Hat man nun tatsächlich zusammen mit seiner Truppe die nötige Begeisterung für den "hölzernen Charme" von Hofmannsthals Mysterienspiel gefunden, stellt sich als Problem die Gretchenfrage ein: Wie hält man's mit der Religion, die ja das Stück durch und durch zu prägen scheint. Dabei gibt es jedoch erhebliche Differenzen in der Art, wie sich das Religiöse jeweils darstellt. Diese Art reicht - unter ästhetischem Blickpunkt betrachtet - von amüsant burlesk (Vorspiel im Himmel, Auftritt des Teufels) bis aufdringlich frömmelnd (Jedermanns Bekehrung). Während die erstere Art in diesem Stück etwa die Funktion hat, die in einem Märchenspiel der Zauberei zukommt und vom Zuschauer entsprechend als dem Sujet immanent rezipiert und toleriert wird, ist der altertümliche Katholizismus langer Passagen des 3. Teiles für manchen Zeitgenossen eine ziemliche Zumutung und geeignet, die Spielfreude (aus Spielersicht) wie die Freude am Spiel (aus Zuschauersicht) erheblich zu dämpfen. Dies wird insbesondere auch dadurch verstärkt, dass weder der Bonus des Könnens erlesener Schauspieler noch  der der traditionellen Spielstätte (Domplatz Salzburg) bei einer Schulaufführung hilfreich zur Seite stehen. Man droht in die Falle zu tappen, religiösen Kitsch zu produzieren. Dem Ziel, diese Gefahr zu entschärfen, galt das Hauptaugenmerk bei der Bearbeitung der Textvorlage.

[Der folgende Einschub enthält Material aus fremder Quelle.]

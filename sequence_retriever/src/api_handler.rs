// src/api_handler.rs

use reqwest::blocking::Client;
use reqwest::header::{HeaderMap, HeaderValue, ACCEPT, USER_AGENT};
use reqwest::StatusCode;
use serde_json::Value;
use tracing::{debug, warn};

use crate::error::{Result, SequenceError};

pub const UCSC_API_URL: &str = "https://api.genome.ucsc.edu";

/// Thin JSON client over one REST base url.
///
/// No retry happens here: a non-200 answer is returned to the caller as
/// [`SequenceError::Fetch`] and any retry policy belongs to whoever deploys us.
pub struct ApiHandler {
    client: Client,
    base_url: String,
}

impl ApiHandler {
    pub fn new(base_url: &str) -> Result<Self> {
        let mut headers = HeaderMap::new();
        headers.insert(ACCEPT, HeaderValue::from_static("application/json"));
        headers.insert(
            USER_AGENT,
            HeaderValue::from_static(concat!("variant-analyzer/", env!("CARGO_PKG_VERSION"))),
        );

        let client = Client::builder().default_headers(headers).build()?;

        Ok(Self {
            client,
            base_url: base_url.trim_end_matches('/').to_string(),
        })
    }

    pub fn base_url(&self) -> &str {
        &self.base_url
    }

    pub fn get_json(&self, endpoint: &str, query: &[(&str, String)]) -> Result<Value> {
        let url = format!("{}{}", self.base_url, endpoint);
        debug!("GET {} {:?}", url, query);

        let response = self.client.get(&url).query(query).send()?;
        let status = response.status();

        if status != StatusCode::OK {
            let error_text = response.text().unwrap_or_default();
            warn!("Request to {} failed. Status: {}. Error: {}", url, status, error_text);
            return Err(SequenceError::Fetch {
                status: status.as_u16(),
            });
        }

        Ok(response.json()?)
    }
}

Zur Bearbeitung des Stücktextes

Nicht nur der Respekt vor dem künstlerischen Rang der Vorlage verbot es, nennenswerte Eingriffe in die sprachliche Gestaltung vorzunehmen. Eine wie auch immer geartete Modernisierung würde ja gerade den Initialreiz des Stückes verderben und was dann als Plot bliebe, wäre lediglich als christliches Erbauungsstück im Rahmen einer religiösen Veranstaltung verwendbar. Einige behutsame Eingriffe in die Sprach- und Versgestaltung wurden nur bei Kürzungen vorgenommen, soweit eine Glättung der Übergänge notwendig war.

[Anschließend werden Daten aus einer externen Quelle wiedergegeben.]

// src/classification.rs

use sequence_retriever::GenomicWindow;
use tracing::debug;

use crate::error::{AnalyzerError, Result};
use crate::models::{CalibrationParams, ClassificationResult, Prediction, FUNC_INT, LOF};
use crate::substitution::substitute;

/// Reference window and its mutated copy, ready to be scored together.
#[derive(Debug, Clone, PartialEq, Eq)]
pub struct ScoringPair<'a> {
    pub offset: usize,
    pub reference: char,
    pub alternative: char,
    pub reference_sequence: &'a str,
    pub variant_sequence: String,
}

/// Locates a 1-indexed `position` inside `window` and builds the variant sequence.
pub fn prepare<'a>(
    window: &'a GenomicWindow,
    position: u64,
    alternative: char,
) -> Result<ScoringPair<'a>> {
    let out_of_range = || AnalyzerError::OutOfRange {
        position,
        window_start: window.start + 1,
        window_end: window.end(),
    };

    let offset = window.offset_of(position).ok_or_else(out_of_range)?;
    debug!("Relative position within window: {}", offset);

    let reference = window.sequence.as_bytes()[offset] as char;
    let variant_sequence =
        substitute(&window.sequence, offset, alternative).ok_or_else(out_of_range)?;

    Ok(ScoringPair {
        offset,
        reference,
        alternative,
        reference_sequence: &window.sequence,
        variant_sequence,
    })
}

/// Applies the calibrated threshold to a delta score.
///
/// Deltas strictly below the threshold are called pathogenic; a delta equal to
/// the threshold is benign. Confidence is the distance to the threshold in units
/// of the predicted class's standard deviation, capped at 1.0.
pub fn classify_delta(delta: f64, params: &CalibrationParams) -> Result<(Prediction, f64)> {
    if !delta.is_finite() {
        return Err(AnalyzerError::Scoring(format!("delta score is not finite: {delta}")));
    }
    if !params.threshold.is_finite() {
        return Err(AnalyzerError::Calibration(format!(
            "threshold must be finite, got {}",
            params.threshold
        )));
    }

    let (prediction, std, class) = if delta < params.threshold {
        (Prediction::LikelyPathogenic, params.lof_std, LOF)
    } else {
        (Prediction::LikelyBenign, params.func_std, FUNC_INT)
    };

    if std == 0.0 {
        return Err(AnalyzerError::DivideByZero { class });
    }
    if !(std.is_finite() && std > 0.0) {
        return Err(AnalyzerError::Calibration(format!(
            "{class} standard deviation must be finite and positive, got {std}"
        )));
    }

    let confidence = ((delta - params.threshold).abs() / std).min(1.0);
    Ok((prediction, confidence))
}

pub fn classify(
    pair: &ScoringPair<'_>,
    ref_score: f64,
    var_score: f64,
    params: &CalibrationParams,
) -> Result<ClassificationResult> {
    let delta_score = var_score - ref_score;
    let (prediction, classification_confidence) = classify_delta(delta_score, params)?;

    Ok(ClassificationResult {
        reference: pair.reference,
        alternative: pair.alternative,
        delta_score,
        prediction,
        classification_confidence,
    })
}

#[cfg(test)]
mod tests {
    use super::*;

    fn window(seq: &str) -> GenomicWindow {
        GenomicWindow {
            chromosome: "chr17".into(),
            genome_build: "hg38".into(),
            start: 1000,
            sequence: seq.into(),
        }
    }

    #[test]
    fn prepare_substitutes_and_reads_reference() {
        let w = window("AAGAA");
        let pair = prepare(&w, 1003, 'T').unwrap();
        assert_eq!(pair.offset, 2);
        assert_eq!(pair.reference, 'G');
        assert_eq!(pair.variant_sequence, "AATAA");
        assert_eq!(pair.reference_sequence, "AAGAA");
    }

    #[test]
    fn prepare_accepts_both_window_edges() {
        let w = window("ACGTA");
        assert_eq!(prepare(&w, 1001, 'G').unwrap().offset, 0);
        assert_eq!(prepare(&w, 1005, 'G').unwrap().offset, 4);
    }

    #[test]
    fn prepare_rejects_position_past_window() {
        let w = window("ACGTA");
        match prepare(&w, 1006, 'G') {
            Err(AnalyzerError::OutOfRange {
                position,
                window_start,
                window_end,
            }) => {
                assert_eq!(position, 1006);
                assert_eq!(window_start, 1001);
                assert_eq!(window_end, 1005);
            }
            other => panic!("expected OutOfRange, got {other:?}"),
        }
        assert!(matches!(
            prepare(&w, 1000, 'G'),
            Err(AnalyzerError::OutOfRange { .. })
        ));
    }

    #[test]
    fn below_threshold_is_pathogenic() {
        let w = window("AAAAA");
        let pair = prepare(&w, 1003, 'T').unwrap();
        let result = classify(&pair, -10.0, -10.001, &CalibrationParams::default()).unwrap();
        assert_eq!(result.prediction, Prediction::LikelyPathogenic);
        assert!((result.delta_score + 0.001).abs() < 1e-9);
        assert!((result.classification_confidence - 0.0543).abs() < 1e-3);
        assert_eq!(result.reference, 'A');
        assert_eq!(result.alternative, 'T');
    }

    #[test]
    fn above_threshold_is_benign_and_clamped() {
        let w = window("AAAAA");
        let pair = prepare(&w, 1003, 'T').unwrap();
        let result = classify(&pair, -10.0, -9.999, &CalibrationParams::default()).unwrap();
        assert_eq!(result.prediction, Prediction::LikelyBenign);
        assert_eq!(result.classification_confidence, 1.0);
    }

    #[test]
    fn delta_equal_to_threshold_is_benign() {
        let params = CalibrationParams::default();
        let (prediction, confidence) = classify_delta(params.threshold, &params).unwrap();
        assert_eq!(prediction, Prediction::LikelyBenign);
        assert_eq!(confidence, 0.0);
    }

    #[test]
    fn confidence_stays_in_unit_interval() {
        let params = CalibrationParams::default();
        for delta in [-1e6, -0.5, -0.002, -0.0009, 0.0, 0.0005, 3.0, 1e9] {
            let (_, c) = classify_delta(delta, &params).unwrap();
            assert!((0.0..=1.0).contains(&c), "confidence {c} for delta {delta}");
        }
    }

    #[test]
    fn classification_is_deterministic() {
        let params = CalibrationParams::default();
        let a = classify_delta(-0.0012, &params).unwrap();
        let b = classify_delta(-0.0012, &params).unwrap();
        assert_eq!(a, b);
    }

    #[test]
    fn zero_spread_fails_instead_of_infinite_confidence() {
        let params = CalibrationParams {
            lof_std: 0.0,
            ..CalibrationParams::default()
        };
        assert!(matches!(
            classify_delta(-0.01, &params),
            Err(AnalyzerError::DivideByZero { class: "LOF" })
        ));
        // the benign side is unaffected by a degenerate LOF spread
        assert!(classify_delta(0.01, &params).is_ok());
    }

    #[test]
    fn negative_spread_is_rejected() {
        let params = CalibrationParams {
            lof_std: -0.0015140239,
            ..CalibrationParams::default()
        };
        assert!(matches!(
            classify_delta(-0.001, &params),
            Err(AnalyzerError::Calibration(_))
        ));
    }

    #[test]
    fn nan_spread_is_rejected() {
        let params = CalibrationParams {
            lof_std: f64::NAN,
            ..CalibrationParams::default()
        };
        assert!(matches!(
            classify_delta(-0.001, &params),
            Err(AnalyzerError::Calibration(_))
        ));

        let params = CalibrationParams {
            func_std: f64::INFINITY,
            ..CalibrationParams::default()
        };
        assert!(classify_delta(0.001, &params).is_err());
    }

    #[test]
    fn non_finite_delta_is_rejected() {
        let params = CalibrationParams::default();
        assert!(matches!(
            classify_delta(f64::NAN, &params),
            Err(AnalyzerError::Scoring(_))
        ));
    }
}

Die eigentliche Bearbeitung erstreckte sich im Wesentlichen nicht auf Änderungen, sondern auf Weglassungen, d. h. Kürzungen. Die Notwendigkeit, diese vorzunehmen, ergaben sich weniger aus äußerlichen als vielmehr aus inneren "Längen" des Stücks, wie sie sowohl von mir als auch von den Mitgliedern der Truppe empfunden wurden, und zwar in den Passagen, die oben als "aufdringlich frömmelnd" apostrophiert wurden. Für die kritische Beurteilung dieser Stellen war nun gar nicht einmal so sehr die religiöse Einstellung der Beteiligten von  Bedeutung, als vielmehr die Befürchtung, mit der Vorführung religiöser Rituale sich in den Bereich des Peinlichen oder unfreiwillig Komischen zu begeben. Da diese Problematik ausschließlich im dritten Teil des Stückes auftritt, musste dieser die meisten "Federn" lassen, während die Kürzungen im ersten und zweiten Teil recht mäßig ausfallen konnten und dort mehr aus Gründen der dramatischen Straffung erfolgten. Insgesamt darf die vorliegende Fassung weitgehend als Originaltext angesehen werden, da weder Sprache noch Versbau noch dramatische Struktur einschneidend verändert wurden. Dass die Straffung, insbesondere im dritten Teil, der Bühnenwirksamkeit und "Verdaulichkeit" des Stückes sogar genützt haben mag, sei dahingestellt! Sicher ist, dass die Begegnung mit dieser Version des Textes sowohl den beteiligten Schülern als auch den Zuschauern einen Text und eine Kunstform nahegebracht hat, auf welche sie sich in der Originalversion vielleicht gar nicht erst eingelassen hätten.